Task requirements: Transcribe only the lines of the listing below from the one holding "on generated payloads." through the one holding "explicit variable source.", inclusive, without any change.

---------------

use voicestack_core::error::CoreError;
use voicestack_db::StoreError;

/// Error type for engine operations.
///
/// Wraps [`CoreError`] for domain errors and [`StoreError`] for persistence
/// failures. Validators never produce these; they return structured results.
#[derive(Debug, thiserror::Error)]
pub enum EngineError {
    /// A domain-level error from `voicestack_core`.
    #[error(transparent)]
    Core(#[from] CoreError),

    /// A persistence error from `voicestack_db`.
    #[error(transparent)]
    Store(#[from] StoreError),

    /// Submission was attempted while `can_submit` reports blockers.
    #[error("Onboarding cannot be submitted: {}", .reasons.join("; "))]
    SubmissionBlocked { reasons: Vec<String> },

    /// A generated payload failed its structural self-check.
    #[error("Provisioning payload is invalid: {}", .errors.join("; "))]
    InvalidPayload { errors: Vec<String> },
}

/// Convenience alias for engine return values.
pub type EngineResult<T> = Result<T, EngineError>;

impl EngineError {
    /// HTTP-equivalent status for the caller's transport layer.
    pub fn status_code(&self) -> u16 {
        match self {
            EngineError::Core(core) => match core {
                CoreError::NotFound { .. } => 404,
                CoreError::Validation(_) => 422,
                CoreError::Conflict(_) => 409,
                CoreError::Forbidden(_) => 403,
                CoreError::Internal(_) => 500,
            },
            EngineError::Store(store) => match store {
                StoreError::NotFound { .. } => 404,
                StoreError::Conflict(_) => 409,
                StoreError::InvalidPatch(_) => 422,
                StoreError::Serialization(_) => 500,
            },
            EngineError::SubmissionBlocked { .. } => 409,
            EngineError::InvalidPayload { .. } => 422,
        }
    }

    /// Stable machine-readable error code.
    pub fn code(&self) -> &'static str {
        match self.status_code() {
            404 => "NOT_FOUND",
            409 => "CONFLICT",
            422 => "VALIDATION_ERROR",
            403 => "FORBIDDEN",
            _ => "INTERNAL_ERROR",
        }
    }

    pub(crate) fn not_found(entity: &'static str, id: &str) -> Self {
        EngineError::Core(CoreError::not_found(entity, id))
    }
}
#[tokio::test]
async fn test_unsupported_phone_opens_exactly_one_approval() {
    let env = setup().await;
    let phone = env
        .engine
        .devices
        .save_phone(Phone {
            brand: "OTHER".into(),
            model: "Desk 9000".into(),
            ..yealink_for_user("1001")
        })
        .await
        .unwrap();
    assert!(phone.is_unsupported);

    // Re-saving and re-validating must not open a second approval.
    env.engine.devices.save_phone(phone.clone()).await.unwrap();
    let validation = env
        .engine
        .devices
        .validate_and_mark_device(&phone.id)
        .await
        .unwrap();
    assert!(!validation.is_supported);

    let approvals = env.store.list_approvals(LOCATION).await.unwrap();
    assert_eq!(approvals.len(), 1);
    assert!(approvals[0].is_for_phone(&phone.id));
    assert_eq!(approvals[0].status, ApprovalStatus::Pending);
}

#[tokio::test]
async fn test_duplicate_extension_is_rejected() {
    let env = setup().await;
    env.engine.devices.save_phone(yealink_for_user("1001")).await.unwrap();

    let err = env
        .engine
        .devices
        .save_phone(yealink_for_user("1001"))
        .await
        .unwrap_err();
    assert_matches!(err, EngineError::Store(StoreError::Conflict(_)));
    assert_eq!(err.status_code(), 409);
    assert_eq!(env.store.list_phones(LOCATION).await.unwrap().len(), 1);
}

#[tokio::test]
async fn test_resaving_a_phone_keeps_its_extension() {
    let env = setup().await;
    let phone = env.engine.devices.save_phone(yealink_for_user("1001")).await.unwrap();
    let phone = env
        .engine
        .devices
        .save_phone(Phone {
            model: "T54W".into(),
            ..phone
        })
        .await
        .unwrap();
    assert_eq!(phone.extension.as_deref(), Some("1001"));
}

#[tokio::test]
async fn test_unpadded_extension_collides_with_series_spelling() {
    let env = setup().await;
    env.engine
        .extensions
        .create_extension_series(ExtensionSeriesConfig {
            prefix: Some("7".into()),
            ..series_config(1, 50, &[])
        })
        .await
        .unwrap();
    env.engine.devices.save_phone(yealink_for_user("7001")).await.unwrap();

    let err = env
        .engine
        .devices
        .save_phone(yealink_for_user("701"))
        .await
        .unwrap_err();
    assert_matches!(err, EngineError::Store(StoreError::Conflict(_)));
    assert!(!env.engine.extensions.is_extension_available(LOCATION, "701").await.unwrap());
    assert!(env.engine.extensions.is_extension_available(LOCATION, "702").await.unwrap());
}

#[tokio::test]
async fn test_concurrent_saves_never_share_an_extension() {
    let env = setup_yielding().await;
    let first = Phone {
        id: "phone-a".into(),
        ..yealink_for_user("1001")
    };
    let second = Phone {
        id: "phone-b".into(),
        ..yealink_for_user("1001")
    };

    let (a, b) = tokio::join!(
        env.engine.devices.save_phone(first),
        env.engine.devices.save_phone(second),
    );
    assert_eq!(a.is_ok() as u8 + b.is_ok() as u8, 1);

    let holders = env
        .store
        .list_phones(LOCATION)
        .await
        .unwrap()
        .iter()
        .filter(|p| p.extension_number() == Some("1001"))
        .count();
    assert_eq!(holders, 1);
}
use std::sync::LazyLock;

use regex::Regex;
use voicestack_core::device::{DeviceCatalog, DEFAULT_POLYCOM_MODELS, DEFAULT_YEALINK_MODELS};
use voicestack_core::provisioning::PAYLOAD_VERSION;

pub const ENV_YEALINK_MODELS: &str = "VOICESTACK_YEALINK_MODELS";
pub const ENV_POLYCOM_MODELS: &str = "VOICESTACK_POLYCOM_MODELS";
pub const ENV_PAYLOAD_VERSION: &str = "VOICESTACK_PAYLOAD_VERSION";

static VERSION_RE: LazyLock<Regex> =
    LazyLock::new(|| Regex::new(r"^\d+\.\d+\.\d+$").expect("valid regex"));

#[derive(Debug, thiserror::Error, PartialEq, Eq)]
pub enum ConfigError {
    #[error("{var} is set but lists no models")]
    EmptyModelList { var: &'static str },

    #[error("{var} must be a MAJOR.MINOR.PATCH version, got '{value}'")]
    InvalidVersion { var: &'static str, value: String },
}

/// Engine configuration.
#[derive(Debug, Clone, PartialEq, Eq)]
pub struct EngineConfig {
    /// Active Yealink models (exact, case-sensitive spellings).
    pub yealink_models: Vec<String>,
    /// Active Polycom models.
    pub polycom_models: Vec<String>,
    /// `version` stamped on generated payloads.
    pub payload_version: String,
}

impl Default for EngineConfig {
    fn default() -> Self {
        Self {
            yealink_models: DEFAULT_YEALINK_MODELS.iter().map(|m| m.to_string()).collect(),
            polycom_models: DEFAULT_POLYCOM_MODELS.iter().map(|m| m.to_string()).collect(),
            payload_version: PAYLOAD_VERSION.to_string(),
        }
    }
}

impl EngineConfig {
    /// Load configuration from environment variables with defaults.
    ///
    /// | Env Var                      | Default             |
    /// |------------------------------|---------------------|
    /// | `VOICESTACK_YEALINK_MODELS`  | built-in model list |
    /// | `VOICESTACK_POLYCOM_MODELS`  | built-in model list |
    /// | `VOICESTACK_PAYLOAD_VERSION` | `1.0.0`             |
    ///
    /// Model lists are comma-separated.
    pub fn from_env() -> Result<Self, ConfigError> {
        Self::from_lookup(|var| std::env::var(var).ok())
    }

    /// Same as [`from_env`](Self::from_env) with an explicit variable source.
    pub fn from_lookup(lookup: impl Fn(&str) -> Option<String>) -> Result<Self, ConfigError> {
        let defaults = Self::default();

        let yealink_models = match lookup(ENV_YEALINK_MODELS) {
            Some(raw) => parse_model_list(ENV_YEALINK_MODELS, &raw)?,
            None => defaults.yealink_models,
        };
        let polycom_models = match lookup(ENV_POLYCOM_MODELS) {
            Some(raw) => parse_model_list(ENV_POLYCOM_MODELS, &raw)?,
            None => defaults.polycom_models,
        };
        let payload_version = match lookup(ENV_PAYLOAD_VERSION) {
            Some(raw) => {
                let value = raw.trim().to_string();
                if !VERSION_RE.is_match(&value) {
                    return Err(ConfigError::InvalidVersion {
                        var: ENV_PAYLOAD_VERSION,
                        value,
                    });
                }
                value
            }
            None => defaults.payload_version,
        };

        Ok(Self {
            yealink_models,
            polycom_models,
            payload_version,
        })
    }

    pub fn device_catalog(&self) -> DeviceCatalog {
        DeviceCatalog::from_lists(self.yealink_models.as_slice(), self.polycom_models.as_slice())
    }
}

fn parse_model_list(var: &'static str, raw: &str) -> Result<Vec<String>, ConfigError> {
    let models: Vec<String> = raw
        .split(',')
        .map(|s| s.trim().to_string())
        .filter(|s| !s.is_empty())
        .collect();
    if models.is_empty() {
        return Err(ConfigError::EmptyModelList { var });
    }
    Ok(models)
}
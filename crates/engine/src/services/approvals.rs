use uuid::Uuid;
use voicestack_core::approval::{Approval, ApprovalKind, ApprovalMetadata};
use voicestack_core::device::Phone;

use crate::context::EngineContext;
use crate::error::{EngineError, EngineResult};

/// Actor recorded on approvals the engine opens by itself.
pub const SYSTEM_ACTOR: &str = "system";

#[derive(Clone)]
pub struct ApprovalService {
    ctx: EngineContext,
}

impl ApprovalService {
    pub fn new(ctx: EngineContext) -> Self {
        Self { ctx }
    }

    pub async fn request_approval(
        &self,
        kind: ApprovalKind,
        metadata: ApprovalMetadata,
        requested_by: &str,
        notes: Option<String>,
    ) -> EngineResult<Approval> {
        let mut approval = Approval::new(
            Uuid::new_v4().to_string(),
            kind,
            metadata,
            requested_by,
            self.ctx.now(),
        );
        approval.notes = notes;
        let approval = self.ctx.store.save_approval(approval).await?;

        tracing::info!(
            approval_id = %approval.id,
            location_id = %approval.metadata.location_id,
            requested_by,
            "Approval requested",
        );
        Ok(approval)
    }

    /// The approval for an unsupported phone, opening one if the phone has
    /// none yet.
    pub async fn ensure_for_unsupported_phone(&self, phone: &Phone) -> EngineResult<Approval> {
        let candidate = Approval::for_unsupported_phone(
            Uuid::new_v4().to_string(),
            phone,
            SYSTEM_ACTOR,
            self.ctx.now(),
        );
        let candidate_id = candidate.id.clone();
        let approval = self.ctx.store.open_phone_approval(candidate).await?;

        if approval.id == candidate_id {
            tracing::info!(
                approval_id = %approval.id,
                location_id = %phone.location_id,
                phone_id = %phone.id,
                brand = %phone.brand,
                model = %phone.model,
                "Approval opened for unsupported device",
            );
        }
        Ok(approval)
    }

    pub async fn approve(&self, approval_id: &str, actor: &str) -> EngineResult<Approval> {
        let mut approval = self.load(approval_id).await?;
        approval.approve(actor, self.ctx.now())?;
        let approval = self.ctx.store.save_approval(approval).await?;

        tracing::info!(approval_id, actor, "Approval approved");
        Ok(approval)
    }

    pub async fn reject(
        &self,
        approval_id: &str,
        actor: &str,
        reason: Option<String>,
    ) -> EngineResult<Approval> {
        let mut approval = self.load(approval_id).await?;
        approval.reject(actor, reason, self.ctx.now())?;
        let approval = self.ctx.store.save_approval(approval).await?;

        tracing::info!(approval_id, actor, "Approval rejected");
        Ok(approval)
    }

    pub async fn pending_approvals(&self, location_id: &str) -> EngineResult<Vec<Approval>> {
        Ok(self
            .ctx
            .store
            .list_approvals(location_id)
            .await?
            .into_iter()
            .filter(Approval::is_pending)
            .collect())
    }

    async fn load(&self, approval_id: &str) -> EngineResult<Approval> {
        self.ctx
            .store
            .get_approval(approval_id)
            .await?
            .ok_or_else(|| EngineError::not_found("Approval", approval_id))
    }
}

---------------

Your response:
    /// `version` stamped on generated payloads.
    pub payload_version: String,
}

impl Default for EngineConfig {
    fn default() -> Self {
        Self {
            yealink_models: DEFAULT_YEALINK_MODELS.iter().map(|m| m.to_string()).collect(),
            polycom_models: DEFAULT_POLYCOM_MODELS.iter().map(|m| m.to_string()).collect(),
            payload_version: PAYLOAD_VERSION.to_string(),
        }
    }
}

impl EngineConfig {
    /// Load configuration from environment variables with defaults.
    ///
    /// | Env Var                      | Default             |
    /// |------------------------------|---------------------|
    /// | `VOICESTACK_YEALINK_MODELS`  | built-in model list |
    /// | `VOICESTACK_POLYCOM_MODELS`  | built-in model list |
    /// | `VOICESTACK_PAYLOAD_VERSION` | `1.0.0`             |
    ///
    /// Model lists are comma-separated.
    pub fn from_env() -> Result<Self, ConfigError> {
        Self::from_lookup(|var| std::env::var(var).ok())
    }

    /// Same as [`from_env`](Self::from_env) with an explicit variable source.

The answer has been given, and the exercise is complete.